No dia 24 de fevereiro a Assembléia Nacional do Poder Popular de Cuba designou Raúl Castro como novo presidente do Conselho de Estado, cargo que ocupara desde o afastamento do irmão. Em seu discurso, Raúl disse que o comandante e chefe da revolução é um só, “Fidel é Fidel, é insubstituível”. Adiante, o novo presidente pediu permissão à Assembléia para continuar consultando Fidel em todas as decisões importantes para o país, a proposta foi aplaudida e aprovada por todos os 614 deputados.

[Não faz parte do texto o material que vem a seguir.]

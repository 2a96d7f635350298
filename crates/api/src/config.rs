//! Server configuration loaded from the environment

/// Application configuration
#[derive(Debug, Clone)]
pub struct Config {
    /// Postgres connection string
    pub database_url: String,
    /// Direct (non-pooler) connection string for migrations, if different
    pub database_direct_url: Option<String>,
    /// Address the HTTP server binds to
    pub bind_address: String,
    /// Endpoint secret for verifying billing provider webhooks
    pub webhook_secret: String,
    /// Bearer token required on admin endpoints
    pub admin_token: String,
    /// Worst-case token estimate used to gate admission before a completion
    pub max_tokens_estimate: i64,
}

impl Config {
    pub fn from_env() -> anyhow::Result<Self> {
        let database_url = std::env::var("DATABASE_URL")
            .map_err(|_| anyhow::anyhow!("DATABASE_URL must be set"))?;
        let webhook_secret = std::env::var("BILLING_WEBHOOK_SECRET")
            .map_err(|_| anyhow::anyhow!("BILLING_WEBHOOK_SECRET must be set"))?;
        let admin_token = std::env::var("ADMIN_TOKEN")
            .map_err(|_| anyhow::anyhow!("ADMIN_TOKEN must be set"))?;

        let database_direct_url = std::env::var("DATABASE_DIRECT_URL").ok();
        let bind_address =
            std::env::var("BIND_ADDRESS").unwrap_or_else(|_| "0.0.0.0:8080".to_string());
        let max_tokens_estimate = std::env::var("MAX_TOKENS_ESTIMATE")
            .ok()
            .and_then(|v| v.parse().ok())
            .unwrap_or(1_000);

        if admin_token.len() < 16 {
            anyhow::bail!("ADMIN_TOKEN must be at least 16 characters");
        }

        Ok(Self {
            database_url,
            database_direct_url,
            bind_address,
            webhook_secret,
            admin_token,
            max_tokens_estimate,
        })
    }
}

Fidel já havia se disponibilizado ao papel proposto pelo irmão, na mesma mensagem de 19 de fevereiro ele afirmou que continuaria escrevendo. “Não me despeço de vocês. Desejo apenas lutar como um soldado das idéias. Continuarei a escrever sob o título 'Reflexões do companheiro Fidel'. Será mais uma arma do arsenal com o qual se poderá contar. Talvez ouçam minha voz. Serei cuidadoso”.
P.S. da Coluna Tô, ultimamente tenho me dedicado a estudar sobre Cuba

Um comentário:

Anônimo disse...

Além disso, Fidel não entregaria a qualquer pessoa o cargo mais importante do país. Certo de que, só faria isso tendo absoluta certeza de que seu sucessor manteria tudo que demorara tanto tempo para construir.